Preserving Integrity: an International Comparison

My recent visiting to Tallinn, the capital of Estonia, in August 2016, brought to light important questions about architectural integrity and preservation particularly as façadism gains favor in Seattle. Both Paul Allen’s classic example of façadism at his eponymous institute at 615 Westlake between Mercer and Valley or the struggle to preserve the Space Needle have recently shown, Seattle folks and Queen Anne neighbors alike are just beginning to grapple with the issues.

Estonia is the northernmost of the three Baltic states. Along with Lithuania and Latvia, it has had a long history of occupations by Danes, Russians, Swedes, Germans and just about all the conquering peoples of northern Europe including the Vikings. Tallinn, across from Helsinki on the Strait of Finland, has a few excavated bits of Viking history in its museums. More dramatically though, it has real examples of 13th, 14th and 15th century buildings surviving in appropriate contexts exactly where they were first built.

Three Sisters, Tallinn, Estonia. 15th c. warehouses

It would be great to attribute the survival of these three 15th c. buildings (and they are not the only ones to survive) shown here to some fanciful Estonian historic preservation gene. Such fabrications disregard wars, history and cultural change. Tallinn first became rich as an important transshipment point and member of the Hanseatic League which dominated trade on the Baltic Sea from about 1300 to 1700. These three buildings served as warehouses, offices and homes for the merchants who ran them.
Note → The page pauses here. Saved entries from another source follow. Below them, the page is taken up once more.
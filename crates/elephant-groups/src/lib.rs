//! elephant-groups: minimal balanced group encodings.
//!
//! Given `N` items, find the fewest groups such that every item belongs to a
//! distinct combination of groups, with every item in the same number of
//! groups. Each item gets a bit-string of length `min_groups` with exactly
//! `k = min_groups / 2` ones; bit position `g` says whether the item is in
//! group `g`.
//!
//! # Pipeline
//!
//! count -> [`solver::min_groups`] -> `k` -> [`encoding::encodings`] ->
//! [`grouping::GroupAssigner`] -> [`GroupingResult`]
//!
//! # Key Types
//!
//! - [`compute_groups`] / [`GroupAssigner`] - run the pipeline
//! - [`GroupingConfig`] - limits and policies, built with `GroupingConfig::builder()`
//! - [`GroupingResult`] - the computed scheme
//! - [`worker::GroupingWorker`] - async request/response adapter for hosts
//!
//! # Example
//!
//! ```
//! use elephant_groups::compute_groups;
//!
//! let result = compute_groups(4)?;
//! assert_eq!(result.min_groups, 4);
//! assert_eq!(result.k, 2);
//! assert_eq!(result.encodings_count, 6);
//! # Ok::<(), elephant_groups::GroupingError>(())
//! ```

pub mod batch;
pub mod combinatorics;
pub mod config;
pub mod encoding;
pub mod error;
pub mod grouping;
pub mod model;
pub mod protocol;
pub mod solver;
pub mod testing;
pub mod utils;
pub mod worker;

// =============================================================================
// Convenience Re-exports
// =============================================================================

pub use config::{ConfigError, CoveragePolicy, GroupingConfig};
pub use error::{GroupingError, Result};
pub use grouping::{compute_groups, GroupAssigner};
pub use model::{GroupingResult, IntoItemCount, ItemCount};
pub use protocol::{GroupingRequest, GroupingResponse};
pub use utils::{run_with_threads, Parallelism};
//! Output file writing.
//!
//! Whole-file replace: the text is written to a `.part` sibling first, then
//! renamed onto the final path, so readers of the output directory never see
//! a half-written playlist.

use std::fs;
use std::io;
use std::path::{Path, PathBuf};

/// A successfully written playlist file.
#[derive(Debug, Clone)]
pub struct OutputArtifact {
    /// Absolute path of the written file.
    pub path: PathBuf,
    /// File size in bytes (UTF-8 encoded length of the text).
    pub bytes: u64,
}

fn temp_path(final_path: &Path) -> PathBuf {
    let mut o = final_path.as_os_str().to_owned();
    o.push(".part");
    PathBuf::from(o)
}

/// Writes `text` as UTF-8 to `<output_dir>/<name>.m3u`, creating intermediate
/// directories as needed and overwriting any existing file.
pub fn save_playlist(text: &str, name: &str, output_dir: &Path) -> io::Result<OutputArtifact> {
    fs::create_dir_all(output_dir)?;

    let final_path = output_dir.join(format!("{name}.m3u"));
    let tmp = temp_path(&final_path);

    fs::write(&tmp, text)?;
    fs::rename(&tmp, &final_path)?;

    let path = final_path.canonicalize().unwrap_or(final_path);
    Ok(OutputArtifact {
        path,
        bytes: text.len() as u64,
    })
}
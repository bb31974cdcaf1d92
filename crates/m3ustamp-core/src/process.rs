//! Per-source pipeline and run loop.
//!
//! For each configured source: resolve name → fetch → stamp → save. Sources
//! are independent; a failure is logged and counted, never fatal to the run.

use anyhow::{Context, Result};
use std::time::Duration;

use crate::config::StampConfig;
use crate::fetch::{self, FetchError};
use crate::name;
use crate::rewrite;
use crate::save::{self, OutputArtifact};

/// One source processed end to end.
#[derive(Debug)]
pub struct ProcessedSource {
    /// Resolved playlist name (output filename stem).
    pub name: String,
    /// Size of the fetched body in bytes.
    pub fetched_bytes: u64,
    /// Number of `#EXTINF` lines that received the attribute.
    pub stamped: usize,
    /// Written output file.
    pub artifact: OutputArtifact,
}

/// Success/failure counts for a whole run.
#[derive(Debug, Default, Clone, Copy, PartialEq, Eq)]
pub struct RunSummary {
    pub succeeded: usize,
    pub failed: usize,
}

/// Fetches, stamps, and saves a single source.
pub fn process_source(source: &str, cfg: &StampConfig) -> Result<ProcessedSource> {
    let name = name::resolve_playlist_name(source);
    tracing::info!(source, %name, "processing playlist");

    let timeout = Duration::from_secs(cfg.timeout_secs);
    let body = fetch::fetch_playlist(source, timeout)
        .with_context(|| format!("fetch failed for '{name}'"))?;
    let fetched_bytes = body.len() as u64;
    tracing::debug!(%name, bytes = fetched_bytes, "downloaded playlist body");

    let outcome = rewrite::stamp_playlist(&body, &cfg.attribute);
    tracing::info!(%name, stamped = outcome.changed, "stamped stream entries");

    let artifact = save::save_playlist(&outcome.text, &name, &cfg.output_dir)
        .with_context(|| format!("write failed for '{name}'"))?;
    tracing::info!(
        %name,
        path = %artifact.path.display(),
        bytes = artifact.bytes,
        "saved playlist"
    );

    Ok(ProcessedSource {
        name,
        fetched_bytes,
        stamped: outcome.changed,
        artifact,
    })
}

/// Processes every configured source sequentially and returns the summary.
pub fn run_all(cfg: &StampConfig) -> RunSummary {
    let mut summary = RunSummary::default();

    for source in &cfg.sources {
        match process_source(source, cfg) {
            Ok(_) => summary.succeeded += 1,
            Err(err) => {
                let kind = err
                    .downcast_ref::<FetchError>()
                    .map(FetchError::kind)
                    .unwrap_or("io");
                tracing::warn!(%source, kind, "skipping source: {err:#}");
                summary.failed += 1;
            }
        }
    }

    tracing::info!(
        succeeded = summary.succeeded,
        failed = summary.failed,
        "run complete"
    );
    summary
}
In recent history, Tallinn was horribly dismembered during a March 1944 bombing by the Soviets. After the World War II, the occupying Russians, trying to gain local support, dedicated themselves here as in many Northern European cities (e.g.: Warsaw, St. Petersburg) to rebuilding the historic city. What we see today is a city center that suffered major damage (Wikipedia, “Bombing of Tallinn in World War II”) and whose destroyed parts have been largely rebuilt to look much as they did before the war.

I don’t know to what extent these late Gothic warehouses, now known as the Three Sisters, were damaged. It is noteworthy though that they have been combined into a single hotel. Consequently, little of the historic interiors of the buildings survive, and the exteriors have been largely rebuilt or repaired to look practically new. Indeed, the stone quoins on the nearest and far ‘sister’ and the windows and doors openings may be the only original features on the buildings’ exterior to survive. Especially noteworthy is the Gothic entrance to the nearest sister.
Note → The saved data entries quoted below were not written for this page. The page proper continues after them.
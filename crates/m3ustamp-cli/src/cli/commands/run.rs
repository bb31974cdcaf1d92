//! Run command: process every configured playlist source.

use anyhow::{Context, Result};
use m3ustamp_core::config;
use m3ustamp_core::process;
use std::path::{Path, PathBuf};

/// Loads the config (honoring overrides), runs the full pass, and prints the
/// summary. Per-source failures are counted, not fatal: the exit code stays 0
/// so a cron-driven refresh never aborts on one dead endpoint.
pub fn run_sources(
    config_path: Option<&Path>,
    output_dir: Option<PathBuf>,
    timeout: Option<u64>,
) -> Result<()> {
    let mut cfg = match config_path {
        Some(path) => config::load_from(path)
            .with_context(|| format!("cannot read config {}", path.display()))?,
        None => config::load_or_init()?,
    };
    if let Some(dir) = output_dir {
        cfg.output_dir = dir;
    }
    if let Some(secs) = timeout {
        cfg.timeout_secs = secs;
    }

    if cfg.sources.is_empty() {
        let shown = match config_path {
            Some(p) => p.to_path_buf(),
            None => config::config_path()?,
        };
        println!("no sources configured; add some to {}", shown.display());
        return Ok(());
    }

    println!("processing {} playlist(s)", cfg.sources.len());
    let summary = process::run_all(&cfg);
    println!(
        "completed: {} succeeded | {} failed",
        summary.succeeded, summary.failed
    );
    println!("output dir: {}", cfg.output_dir.display());

    Ok(())
}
Most dramatically, the rebuilding and saving of these once functional warehouses has respected the colors, massing and scale of the historic city. Unlike the restored terra cotta of the former dealership on Westlake, there is no tall building looming just a few feet behind their historic façades. The scale of the buildings matches those of their neighbors. Respecting the historic fabric of the Hanseatic city has trumped some developer’s need to make an extra euro.

It would have made no difference to Paul Allen’s bottom line had Vulcan (his real estate arm) respected the integrity of the two car dealerships on Westlake and fought SDOT to rebuild them in situ.

Allen Institute, 2016

SDOT adjusted Mercer Street to meet such a need across the street where it saved Washington Natural Gas’s former headquarters, now UW Medicine.  As it is, the buildings have been shifted nine feet to the north of their original site.

Just as the 1944 bombing wrecked Tallinn, so the William O. McKay Lincoln and Ford dealerships on Westlake had been wrecked by earthquakes, but the restoration of the Three Sisters, unlike the work done at Westlake, contributed to the preservation of old city’s historic integrity. This is not to say that the restoration of the terra cotta on the Lincoln and Ford dealership is not among the best ever done; nor does it deny the accurate and sensitive work on the interior of the Lincoln showroom on the corner of Westlake and Mercer. My point is that unlike Vulcan’s work in Seattle, every aspect of the exteriors of the refurbished Three Sisters respects their original shape, color and massing which in turn assures their integration into the historic city that surrounds them. They set a standard that Seattle needs to adopt.

We know, of course, that too much has changed here for any part of Seattle to become a UNESCO World Heritage Site like Tallinn, but there is no good reason why we can’t strive to preserve the mass and scale of those contributing buildings that define the historic character of our cherished neighborhoods.